National's Mental Health spokesman wants the Government to convene a youth mental health summit to look at ways to help young people struggling with the mental health impacts of the pandemic.
Doocey said early evidence from New Zealand and around the world showed the pandemic was having an impact on the mental health of young people and a summit was one way the Government could brainstorm a policy response to the crisis.
"I think what we are seeing overseas is concerning and it's very clear whether it be in Australia, the UK, or America, they are seeing the effects of the pandemic on younger people's mental health," Doocey said.
He said a summit would mean the Government's response to the crisis could be "proactive rather than reactive – and get in early to respond to the early signs".
Doocey wrote to Health Minister Andrew Little on Tuesday, urging him to convene such a summit.
"What we want to do is bring the best minds together round the table, that would be a mix of people working in youth mental health at the moment, academics and researchers and younger people with lived experience.

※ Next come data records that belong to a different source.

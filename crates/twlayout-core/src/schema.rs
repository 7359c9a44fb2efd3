//! Declarative descriptor files.
//!
//! A descriptor file lists scalar typedefs and composite types in TOML.
//! Types may appear in any order; they are defined in dependency order when
//! the catalog is built.
//!
//! ```toml
//! [[typedef]]
//! name = "TW_STR32"
//! type = "int8[34]"
//!
//! [[type]]
//! name = "TW_CALLBACK"
//!
//! [[type.field]]
//! name = "CallBackProc"
//! type = "entry-proc"
//!
//! [[type.field]]
//! name = "RefCon"
//! select = { macos = "mem-ref", default = "uint32" }
//!
//! [[type.field]]
//! name = "Message"
//! type = "uint16"
//! ```
//!
//! A field is exactly one of `type` (a type expression), `select` (a kind per
//! OS family, with an optional `default`) or a list of `[[type.field.member]]`
//! tables forming a union.

use std::collections::BTreeMap;
use std::path::Path;

use serde::Deserialize;
use twlayout_targets::{OsFamily, PlatformProfile, PrimitiveKind};

use crate::catalog::{Catalog, Typedef};
use crate::descriptor::{FieldDescriptor, FieldType, PlatformSelect, TypeDescriptor};
use crate::error::{LayoutError, Result};

#[derive(Debug, Default, Deserialize)]
#[serde(deny_unknown_fields)]
struct SchemaFile {
    #[serde(default, rename = "typedef")]
    typedefs: Vec<RawTypedef>,
    #[serde(default, rename = "type")]
    types: Vec<RawType>,
}

#[derive(Debug, Deserialize)]
#[serde(deny_unknown_fields)]
struct RawTypedef {
    name: String,
    #[serde(rename = "type")]
    ty: String,
}

#[derive(Debug, Deserialize)]
#[serde(deny_unknown_fields)]
struct RawType {
    name: String,
    #[serde(default, rename = "field")]
    fields: Vec<RawField>,
}

#[derive(Debug, Deserialize)]
#[serde(deny_unknown_fields)]
struct RawField {
    name: String,
    #[serde(default, rename = "type")]
    ty: Option<String>,
    #[serde(default)]
    select: Option<BTreeMap<String, String>>,
    #[serde(default, rename = "member")]
    members: Vec<RawField>,
}

/// Parse typedefs and descriptors without resolving them.
pub fn parse_descriptors(toml_str: &str) -> Result<(Vec<Typedef>, Vec<TypeDescriptor>)> {
    let file: SchemaFile = toml::from_str(toml_str)?;

    let typedefs = file
        .typedefs
        .into_iter()
        .map(|t| -> Result<Typedef> {
            let ty = FieldType::parse(&t.ty).map_err(|detail| LayoutError::InvalidDescriptor {
                type_name: t.name.clone(),
                detail,
            })?;
            Ok(Typedef { name: t.name, ty })
        })
        .collect::<Result<Vec<_>>>()?;

    let types = file
        .types
        .into_iter()
        .map(|t| -> Result<TypeDescriptor> {
            let fields = t
                .fields
                .into_iter()
                .map(|f| convert_field(&t.name, f))
                .collect::<Result<Vec<_>>>()?;
            Ok(TypeDescriptor::new(t.name, fields))
        })
        .collect::<Result<Vec<_>>>()?;

    Ok((typedefs, types))
}

/// Parse a descriptor file and build a catalog for `profile`.
pub fn parse_catalog(toml_str: &str, profile: &PlatformProfile) -> Result<Catalog> {
    let (typedefs, types) = parse_descriptors(toml_str)?;
    log::debug!(
        "parsed {} typedefs and {} types from descriptor file",
        typedefs.len(),
        types.len()
    );
    Catalog::from_unordered(profile, typedefs, types)
}

/// Load a descriptor file and build a catalog for `profile`.
pub fn load_catalog(path: &Path, profile: &PlatformProfile) -> Result<Catalog> {
    let content = std::fs::read_to_string(path)?;
    parse_catalog(&content, profile)
}

fn convert_field(type_name: &str, raw: RawField) -> Result<FieldDescriptor> {
    let invalid = |detail: String| LayoutError::InvalidDescriptor {
        type_name: type_name.to_string(),
        detail,
    };

    let ty = match (raw.ty, raw.select, raw.members.is_empty()) {
        (Some(expr), None, true) => FieldType::parse(&expr)
            .map_err(|e| invalid(format!("field '{}': {e}", raw.name)))?,
        (None, Some(select), true) => FieldType::Select(
            convert_select(select).map_err(|e| invalid(format!("field '{}': {e}", raw.name)))?,
        ),
        (None, None, false) => FieldType::Union(
            raw.members
                .into_iter()
                .map(|m| convert_field(type_name, m))
                .collect::<Result<Vec<_>>>()?,
        ),
        _ => {
            return Err(invalid(format!(
                "field '{}' needs exactly one of type, select or member",
                raw.name
            )))
        }
    };
    Ok(FieldDescriptor { name: raw.name, ty })
}

fn convert_select(map: BTreeMap<String, String>) -> std::result::Result<PlatformSelect, String> {
    let mut select = PlatformSelect {
        arms: Vec::new(),
        fallback: None,
    };
    for (key, value) in map {
        let kind: PrimitiveKind = value.parse()?;
        if key == "default" {
            select.fallback = Some(kind);
        } else {
            let family: OsFamily = key.parse().map_err(|e: twlayout_targets::TargetError| e.to_string())?;
            select.arms.push((family, kind));
        }
    }
    Ok(select)
}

I'd like a cross-party mix as well. What we want is an all-of-government response to this," Doocey said.
Little confirmed he had received the letter on Tuesday, but did not stipulate on what his response might be.
"My office can confirm it received a letter from Matt Doocey at 2pm today. I am surprised Mr Doocey has gone to the media before awaiting a response," Little said.
Doocey's letter cited recent international and domestic evidence that there may be an uptick in mental health concerns thanks to the pandemic.
Doocey said "Australian mental health professionals are calling declining youth mental health a shadow pandemic, the United Kingdom is reporting the inability of youth mental health services to respond to surging waiting times, while in the United States the Surgeon General has warned of the devastating impact of the pandemic on young people".
Doocey said that recent "research from the University of Auckland confirmed a pandemic related increase in demand for eating disorder services for young people.
"Recently published data for dispensing of antidepressants by the Ministry of Health during the first year of the pandemic shows a disproportionate increase for younger people compared to other age group," he wrote.